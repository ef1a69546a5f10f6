//! Debounce Module

use embassy_time::{Duration, Instant};
use embedded_hal::digital::InputPin;

#[derive(Debug, Clone, Copy, PartialEq, Eq, Default)]
#[cfg_attr(feature = "defmt", derive(defmt::Format))]
/// Enum representing if the switch is active low or active high.
pub enum ActiveState {
    /// Switch is active low, idling high through a pull-up.
    #[default]
    ActiveLow,
    /// Switch is active high.
    ActiveHigh,
}

impl ActiveState {
    /// Reads the pin and returns `true` if the switch is physically pressed.
    pub fn is_pressed<I: InputPin>(&self, gpio: &mut I) -> Result<bool, I::Error> {
        match self {
            ActiveState::ActiveLow => gpio.is_low(),
            ActiveState::ActiveHigh => gpio.is_high(),
        }
    }
}

#[derive(Debug, Clone, Copy)]
/// Time-based debouncer for a single switch.
///
/// A new level is accepted once the raw level has stayed unchanged for at least
/// the debounce time since its last transition.
pub struct Debouncer {
    debounce_time: Duration,
    raw_level: bool,
    level: bool,
    last_transition: Instant,
}

impl Debouncer {
    /// Creates a new Debouncer, starting released at time zero.
    pub fn new(debounce_time: Duration) -> Self {
        Self {
            debounce_time,
            raw_level: false,
            level: false,
            last_transition: Instant::from_ticks(0),
        }
    }

    /// Feeds a raw sample taken at `now`, returning the new level if a level change was accepted.
    pub fn update(&mut self, raw: bool, now: Instant) -> Option<bool> {
        if raw != self.raw_level {
            self.raw_level = raw;
            self.last_transition = now;
        }

        if raw != self.level && now.saturating_duration_since(self.last_transition) >= self.debounce_time {
            self.level = raw;
            return Some(raw);
        }

        None
    }

    /// Last accepted stable level.
    pub fn level(&self) -> bool {
        self.level
    }

    /// Last raw sample.
    pub fn raw_level(&self) -> bool {
        self.raw_level
    }

    /// Time of the last raw level change.
    pub fn last_transition(&self) -> Instant {
        self.last_transition
    }

    /// Returns true if the raw level differs from the accepted level.
    pub fn is_settling(&self) -> bool {
        self.raw_level != self.level
    }
}

/// Default Debouncer with a debounce time of 50ms.
impl Default for Debouncer {
    fn default() -> Self {
        Self::new(Duration::from_millis(50))
    }
}

#[cfg(test)]
mod test {
    use embedded_hal_mock::eh1::digital::{Mock, State, Transaction};

    use super::*;

    fn at(ms: u64) -> Instant {
        Instant::from_millis(ms)
    }

    #[test]
    fn test_accepts_stable_level() {
        let mut debouncer = Debouncer::default();

        assert_eq!(debouncer.update(true, at(100)), None);
        assert!(debouncer.is_settling());
        assert_eq!(debouncer.update(true, at(120)), None);
        assert_eq!(debouncer.update(true, at(150)), Some(true));
        assert!(debouncer.level());
        assert!(!debouncer.is_settling());

        // Already accepted, no repeated edge
        assert_eq!(debouncer.update(true, at(400)), None);

        assert_eq!(debouncer.update(false, at(500)), None);
        assert_eq!(debouncer.update(false, at(549)), None);
        assert_eq!(debouncer.update(false, at(550)), Some(false));
        assert!(!debouncer.level());
    }

    // Flips closer together than the debounce time never change the level
    #[test]
    fn test_rejects_bounce() {
        let mut debouncer = Debouncer::default();

        for (i, raw) in [true, false, true, false, true, false].into_iter().enumerate() {
            assert_eq!(debouncer.update(raw, at(100 + 10 * i as u64)), None);
            assert!(!debouncer.level());
        }

        assert_eq!(debouncer.update(false, at(1000)), None);
        assert!(!debouncer.level());
        assert!(!debouncer.is_settling());
    }

    // Every raw flip restarts the stability timer
    #[test]
    fn test_flip_restarts_timer() {
        let mut debouncer = Debouncer::default();

        assert_eq!(debouncer.update(true, at(0)), None);
        assert_eq!(debouncer.update(false, at(40)), None);
        assert_eq!(debouncer.update(true, at(60)), None);
        assert_eq!(debouncer.last_transition(), at(60));
        assert_eq!(debouncer.update(true, at(100)), None);
        assert_eq!(debouncer.update(true, at(110)), Some(true));
    }

    #[test]
    fn test_clock_behind_transition() {
        let mut debouncer = Debouncer::default();

        assert_eq!(debouncer.update(true, at(100)), None);
        assert_eq!(debouncer.update(true, at(90)), None);
        assert!(debouncer.raw_level());
        assert!(!debouncer.level());
    }

    #[test]
    fn test_polarity() {
        let expectations = [
            Transaction::get(State::Low),
            Transaction::get(State::High),
            Transaction::get(State::High),
            Transaction::get(State::Low),
        ];
        let mut pin = Mock::new(&expectations);

        assert!(ActiveState::ActiveLow.is_pressed(&mut pin).unwrap());
        assert!(!ActiveState::ActiveLow.is_pressed(&mut pin).unwrap());
        assert!(ActiveState::ActiveHigh.is_pressed(&mut pin).unwrap());
        assert!(!ActiveState::ActiveHigh.is_pressed(&mut pin).unwrap());

        pin.done();
    }
}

------------------------------------

#### Goal of the exercise
All lines with the word "bool" must be located in the data and copied.

#### Output below
    pub fn is_pressed<I: InputPin>(&self, gpio: &mut I) -> Result<bool, I::Error> {
    raw_level: bool,
    level: bool,
    pub fn update(&mut self, raw: bool, now: Instant) -> Option<bool> {
    pub fn level(&self) -> bool {
    pub fn raw_level(&self) -> bool {
    pub fn is_settling(&self) -> bool {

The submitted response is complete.